Thursday, November 25, 2021

Feast of James Huntington - November 25, 2021

Holy Cross Monastery, West Park, NY

Br. Aidan Owen, OHC

Feast of  James Huntington - Thursday, November 25, 2021


In the name of the One God, who is Lover, Beloved, and Love Overflowing. Amen.

Sixty-seven years ago today my mother’s parents married, having known one another for only six weeks. By the time my grandfather died in 2008, they had been married for fifty-four years. What may have begun in foolishness and fancy blossomed, through their commitment to one another and their life together, into a shelter from the proverbial storm, both for themselves and for countless others.

The image that returns to me whenever I think about my grandparents’ long marriage is their dining table. It was the life of their house and of our family. Every celebration, large and small, revolved around that table. Every Thanksgiving, Christmas, and Easter found the table stretched with three leaves and an overflow card table in the living room. Everyone was welcome, and it often seemed as if everyone came and brought a guest, too—all the strays, as we came to call them, who had nowhere else to go.

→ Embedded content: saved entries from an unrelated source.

use serde::{Deserialize, Serialize};

use curator_core::{DomainResult, Entity, TemplateId};

use crate::text;

/// Reusable description of a kind of asset (not a physical item).
#[derive(Debug, Clone, PartialEq, Eq, Serialize, Deserialize)]
#[serde(rename_all = "camelCase")]
pub struct ItemTemplate {
    pub id: TemplateId,
    pub asset_code: String,
    pub name: String,
    pub brand: Option<String>,
    pub model: Option<String>,
    #[serde(rename = "type")]
    pub item_type: Option<String>,
    pub color: Option<String>,
    pub dimensions: Option<String>,
    pub other: Option<String>,
    pub origin: Option<String>,
}

impl Entity for ItemTemplate {
    type Id = TemplateId;

    fn id(&self) -> &Self::Id {
        &self.id
    }
}

/// Fields accepted when creating a template.
#[derive(Debug, Clone, Default, PartialEq, Eq, Serialize, Deserialize)]
#[serde(default, rename_all = "camelCase")]
pub struct NewItemTemplate {
    pub asset_code: String,
    pub name: String,
    pub brand: Option<String>,
    pub model: Option<String>,
    #[serde(rename = "type")]
    pub item_type: Option<String>,
    pub color: Option<String>,
    pub dimensions: Option<String>,
    pub other: Option<String>,
    pub origin: Option<String>,
}

impl NewItemTemplate {
    pub fn new(asset_code: impl Into<String>, name: impl Into<String>) -> Self {
        Self {
            asset_code: asset_code.into(),
            name: name.into(),
            ..Self::default()
        }
    }

    /// Reject blank required fields.
    pub fn validate(&self) -> DomainResult<()> {
        text::required("assetCode", &self.asset_code)?;
        text::required("name", &self.name)?;
        Ok(())
    }

    /// Validate and normalize into a persisted template with the given id.
    pub fn into_template(self, id: TemplateId) -> DomainResult<ItemTemplate> {
        Ok(ItemTemplate {
            id,
            asset_code: text::required("assetCode", &self.asset_code)?,
            name: text::required("name", &self.name)?,
            brand: text::optional(self.brand),
            model: text::optional(self.model),
            item_type: text::optional(self.item_type),
            color: text::optional(self.color),
            dimensions: text::optional(self.dimensions),
            other: text::optional(self.other),
            origin: text::optional(self.origin),
        })
    }
}

/// Partial update for a template.
///
/// `None` leaves a field unchanged. For optional attributes, `Some` carrying a
/// blank string clears the attribute.
#[derive(Debug, Clone, Default, PartialEq, Eq, Serialize, Deserialize)]
#[serde(rename_all = "camelCase")]
pub struct ItemTemplatePatch {
    #[serde(default)]
    pub asset_code: Option<String>,
    #[serde(default)]
    pub name: Option<String>,
    #[serde(default)]
    pub brand: Option<String>,
    #[serde(default)]
    pub model: Option<String>,
    #[serde(default, rename = "type")]
    pub item_type: Option<String>,
    #[serde(default)]
    pub color: Option<String>,
    #[serde(default)]
    pub dimensions: Option<String>,
    #[serde(default)]
    pub other: Option<String>,
    #[serde(default)]
    pub origin: Option<String>,
}

impl ItemTemplatePatch {
    pub fn is_empty(&self) -> bool {
        self == &Self::default()
    }

    /// Reject patches that would blank a required field.
    pub fn validate(&self) -> DomainResult<()> {
        if let Some(code) = &self.asset_code {
            text::required("assetCode", code)?;
        }
        if let Some(name) = &self.name {
            text::required("name", name)?;
        }
        Ok(())
    }

    /// Apply the patch in place. Fails without touching `template` if the
    /// patch is invalid.
    pub fn apply(&self, template: &mut ItemTemplate) -> DomainResult<()> {
        self.validate()?;

        if let Some(code) = &self.asset_code {
            template.asset_code = text::required("assetCode", code)?;
        }
        if let Some(name) = &self.name {
            template.name = text::required("name", name)?;
        }

        let optional_fields = [
            (&self.brand, &mut template.brand),
            (&self.model, &mut template.model),
            (&self.item_type, &mut template.item_type),
            (&self.color, &mut template.color),
            (&self.dimensions, &mut template.dimensions),
            (&self.other, &mut template.other),
            (&self.origin, &mut template.origin),
        ];
        for (patch, slot) in optional_fields {
            if let Some(value) = patch {
                *slot = text::optional(Some(value.clone()));
            }
        }

        Ok(())
    }

    /// Normalized `(field, value)` pairs for the fields this patch sets, in
    /// declaration order. A store can write exactly these and nothing else.
    pub fn changes(&self) -> DomainResult<Vec<(&'static str, Option<String>)>> {
        let mut changes = Vec::new();
        if let Some(code) = &self.asset_code {
            changes.push(("asset_code", Some(text::required("assetCode", code)?)));
        }
        if let Some(name) = &self.name {
            changes.push(("name", Some(text::required("name", name)?)));
        }

        let optional_fields = [
            ("brand", &self.brand),
            ("model", &self.model),
            ("item_type", &self.item_type),
            ("color", &self.color),
            ("dimensions", &self.dimensions),
            ("other", &self.other),
            ("origin", &self.origin),
        ];
        for (field, value) in optional_fields {
            if let Some(value) = value {
                changes.push((field, text::optional(Some(value.clone()))));
            }
        }

        Ok(changes)
    }
}

impl ItemTemplate {
    /// Apply a patch, returning the updated copy.
    pub fn patched(&self, patch: &ItemTemplatePatch) -> DomainResult<ItemTemplate> {
        let mut next = self.clone();
        patch.apply(&mut next)?;
        Ok(next)
    }
}

#[cfg(test)]
mod tests {
    use super::*;
    use curator_core::DomainError;

    fn chair() -> ItemTemplate {
        NewItemTemplate {
            brand: Some("Thonet".to_string()),
            ..NewItemTemplate::new("A1", "Chair")
        }
        .into_template(TemplateId::new())
        .unwrap()
    }

    #[test]
    fn create_requires_asset_code_and_name() {
        let err = NewItemTemplate::new("", "Chair")
            .into_template(TemplateId::new())
            .unwrap_err();
        assert_eq!(err, DomainError::validation("assetCode cannot be empty"));

        let err = NewItemTemplate::new("A1", "  ")
            .into_template(TemplateId::new())
            .unwrap_err();
        assert_eq!(err, DomainError::validation("name cannot be empty"));
    }

    #[test]
    fn create_stores_blank_optionals_as_none() {
        let t = NewItemTemplate {
            color: Some(String::new()),
            origin: Some("Vienna".to_string()),
            ..NewItemTemplate::new("A1", "Chair")
        }
        .into_template(TemplateId::new())
        .unwrap();

        assert_eq!(t.color, None);
        assert_eq!(t.origin.as_deref(), Some("Vienna"));
    }

    #[test]
    fn patch_leaves_absent_fields_unchanged() {
        let t = chair();
        let patch = ItemTemplatePatch {
            model: Some("No. 14".to_string()),
            ..Default::default()
        };

        let next = t.patched(&patch).unwrap();
        assert_eq!(next.brand.as_deref(), Some("Thonet"));
        assert_eq!(next.model.as_deref(), Some("No. 14"));
        assert_eq!(next.name, "Chair");
    }

    #[test]
    fn patch_with_blank_optional_clears_it() {
        let t = chair();
        let patch = ItemTemplatePatch {
            brand: Some(String::new()),
            ..Default::default()
        };
        assert_eq!(t.patched(&patch).unwrap().brand, None);
    }

    #[test]
    fn patch_cannot_blank_name() {
        let t = chair();
        let patch = ItemTemplatePatch {
            name: Some(" ".to_string()),
            ..Default::default()
        };
        assert!(matches!(t.patched(&patch), Err(DomainError::Validation(_))));
    }

    #[test]
    fn changes_list_only_set_fields_normalized() {
        let patch = ItemTemplatePatch {
            name: Some(" Bentwood chair ".to_string()),
            color: Some("  ".to_string()),
            item_type: Some("Seating".to_string()),
            ..Default::default()
        };

        assert_eq!(
            patch.changes().unwrap(),
            vec![
                ("name", Some("Bentwood chair".to_string())),
                ("item_type", Some("Seating".to_string())),
                ("color", None),
            ]
        );
        assert!(ItemTemplatePatch::default().changes().unwrap().is_empty());

        let blank_code = ItemTemplatePatch {
            asset_code: Some(String::new()),
            ..Default::default()
        };
        assert!(matches!(blank_code.changes(), Err(DomainError::Validation(_))));
    }

    #[test]
    fn serde_uses_type_for_item_type() {
        let json = serde_json::to_value(chair()).unwrap();
        assert!(json.get("type").is_some());
        assert!(json.get("assetCode").is_some());
    }
}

In particular, I remember my aunt’s friend Sherry, so constant at our family celebrations that she was essentially an Owen. She wore these outlandish outfits that you only saw in places like Dallas—hot pink suits with wide brimmed hats. Her smile matched those hats, bright and gleaming. And she had this full-bodied laugh that warmed the air around her. Sherry had suffered a great deal of heartache and illness, and that laugh, those bright suits, and her cheerfulness belied a her physical and emotional pain. Perhaps more than any other single image, it is the icon of Sherry laughing through her pain, her open mouth half-smile half-grimace, that signifies the inheritance of that table of the marriage that sheltered it. 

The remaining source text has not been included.